Roadmap: Enterprise Simulation & ML Ground Truth
This roadmap documents the completed feature waves and outlines the direction for future development.
Completed Features
v0.1.0 — Core Generation
- Statistical distributions: Benford’s Law compliance, log-normal mixtures, copulas
- Industry presets: Manufacturing, Retail, Financial Services, Healthcare, Technology
- Chart of Accounts: Small (~100), Medium (~400), Large (~2500) complexity levels
- Temporal patterns: Month-end/quarter-end volume spikes, business day calendars
- Master data: Vendors, customers, materials, fixed assets, employees
- Document flows: P2P (6 PO types, three-way match) and O2C (9 SO types, 6 delivery types, 7 invoice types)

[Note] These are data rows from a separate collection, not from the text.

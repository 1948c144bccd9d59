// Copyright (c) 2026 Robert L. Snyder, Sierra Vista, AZ
// Licensed under the MIT License. See LICENSE file in the project root for details.

//! MIDI I/O abstraction layer.
//!
//! Ports are reached through the [`MidiBackend`] trait so the sequencer can run
//! against system ports (`midir`) or the in-memory [`VirtualBackend`] used for
//! headless runs and tests.

pub mod message;
pub mod midir_backend;
pub mod virtual_backend;

use anyhow::Result;

pub use message::MidiMessage;
pub use midir_backend::{print_destinations, print_sources, MidirBackend};
pub use virtual_backend::VirtualBackend;

/// Trait for MIDI output implementations.
pub trait MidiOutput: Send {
    /// Send a MIDI message immediately.
    ///
    /// # Arguments
    /// * `message` - Raw MIDI bytes (e.g., `[0x90, 60, 127]` for Note On)
    ///
    /// # Returns
    /// * `Ok(())` on success
    /// * `Err` if the message could not be sent
    fn send(&mut self, message: &[u8]) -> Result<()>;
}

/// Trait for MIDI input implementations.
///
/// Messages arrive on a backend thread and are buffered until the scheduler
/// drains them.
pub trait MidiInput: Send {
    /// Try to receive the next MIDI message (non-blocking)
    fn try_recv(&self) -> Option<MidiMessage>;

    /// Receive all pending MIDI messages
    fn recv_all(&self) -> Vec<MidiMessage> {
        let mut messages = Vec::new();
        while let Some(msg) = self.try_recv() {
            messages.push(msg);
        }
        messages
    }
}

/// Source of MIDI ports.
pub trait MidiBackend: Send {
    /// Names of the output ports currently present on the system
    fn output_names(&self) -> Result<Vec<String>>;

    /// Names of the input ports currently present on the system
    fn input_names(&self) -> Result<Vec<String>>;

    /// Open the output port with exactly this name
    fn open_output(&mut self, port_name: &str) -> Result<Box<dyn MidiOutput>>;

    /// Open the input port with exactly this name
    fn open_input(&mut self, port_name: &str) -> Result<Box<dyn MidiInput>>;
}

/// MIDI message constants
pub mod messages {
    // Channel Voice Messages (upper nibble, lower nibble is channel 0-15)
    pub const NOTE_OFF: u8 = 0x80;
    pub const NOTE_ON: u8 = 0x90;
    pub const POLY_AFTERTOUCH: u8 = 0xA0;
    pub const CONTROL_CHANGE: u8 = 0xB0;
    pub const PROGRAM_CHANGE: u8 = 0xC0;
    pub const CHANNEL_AFTERTOUCH: u8 = 0xD0;
    pub const PITCH_BEND: u8 = 0xE0;

    // System Real-Time Messages
    pub const TIMING_CLOCK: u8 = 0xF8;
    pub const START: u8 = 0xFA;
    pub const CONTINUE: u8 = 0xFB;
    pub const STOP: u8 = 0xFC;
}

#[cfg(test)]
mod tests {
    use super::*;
    use std::sync::mpsc;

    struct ChannelInput {
        receiver: mpsc::Receiver<MidiMessage>,
    }

    impl MidiInput for ChannelInput {
        fn try_recv(&self) -> Option<MidiMessage> {
            self.receiver.try_recv().ok()
        }
    }

    #[test]
    fn test_recv_all_drains_in_order() {
        let (tx, rx) = mpsc::channel();
        let input = ChannelInput { receiver: rx };

        tx.send(MidiMessage::Start).unwrap();
        tx.send(MidiMessage::Stop).unwrap();

        assert_eq!(input.recv_all(), vec![MidiMessage::Start, MidiMessage::Stop]);
        assert!(input.recv_all().is_empty());
    }

    #[test]
    fn test_midi_message_constants() {
        assert_eq!(messages::NOTE_ON, 0x90);
        assert_eq!(messages::NOTE_OFF, 0x80);
        assert_eq!(messages::CONTROL_CHANGE, 0xB0);
        assert_eq!(messages::TIMING_CLOCK, 0xF8);
    }
}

- Intercompany: IC matching, transfer pricing, consolidation elimination entries
- Subledgers: AR (aging, dunning), AP (scheduling, discounts), FA (6 depreciation methods), Inventory (22 movement types, 4 valuation methods)

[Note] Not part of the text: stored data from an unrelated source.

// Copyright (c) 2026 Robert L. Snyder, Sierra Vista, AZ
// Licensed under the MIT License. See LICENSE file in the project root for details.

//! Timing module.
//!
//! This module provides the musical clock that turns wall-clock time into
//! beat ranges for the scheduler.

pub mod musical_context;

pub use musical_context::MusicalContext;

- Currency & FX: Ornstein-Uhlenbeck exchange rates, ASC 830 translation, CTA
- Period close: Monthly close engine, accruals, depreciation runs, year-end closing
- Balance coherence: Opening balances, running balance tracking, trial balance per period
- Anomaly injection: 60+ fraud types, error patterns, process issues with full labeling
- Data quality: Missing values (MCAR/MAR/MNAR), format variations, typos, duplicates
- Graph export: PyTorch Geometric, Neo4j, DGL with train/val/test splits
- Internal controls: COSO 2013 framework, SoD rules, 12 transaction + 6 entity controls
- Resource guards: Memory, disk, CPU monitoring with graceful degradation
- REST/gRPC/WebSocket server with authentication and rate limiting
- Desktop UI: Tauri/SvelteKit with configuration pages
- Python wrapper: Programmatic access with blueprints and config validation
v0.2.0 — Privacy & Standards
- Fingerprint extraction: Statistical properties from real data into
.dsffiles - Differential privacy: Laplace and Gaussian mechanisms with configurable epsilon
- K-anonymity: Suppression of rare categorical values
- Fidelity evaluation: KS, Wasserstein, Benford MAD metric comparison
- Gaussian copula synthesis: Preserve multivariate correlations
- Accounting standards: Revenue recognition (ASC 606/IFRS 15), Leases (ASC 842/IFRS 16), Fair Value (ASC 820/IFRS 13), Impairment (ASC 360/IAS 36)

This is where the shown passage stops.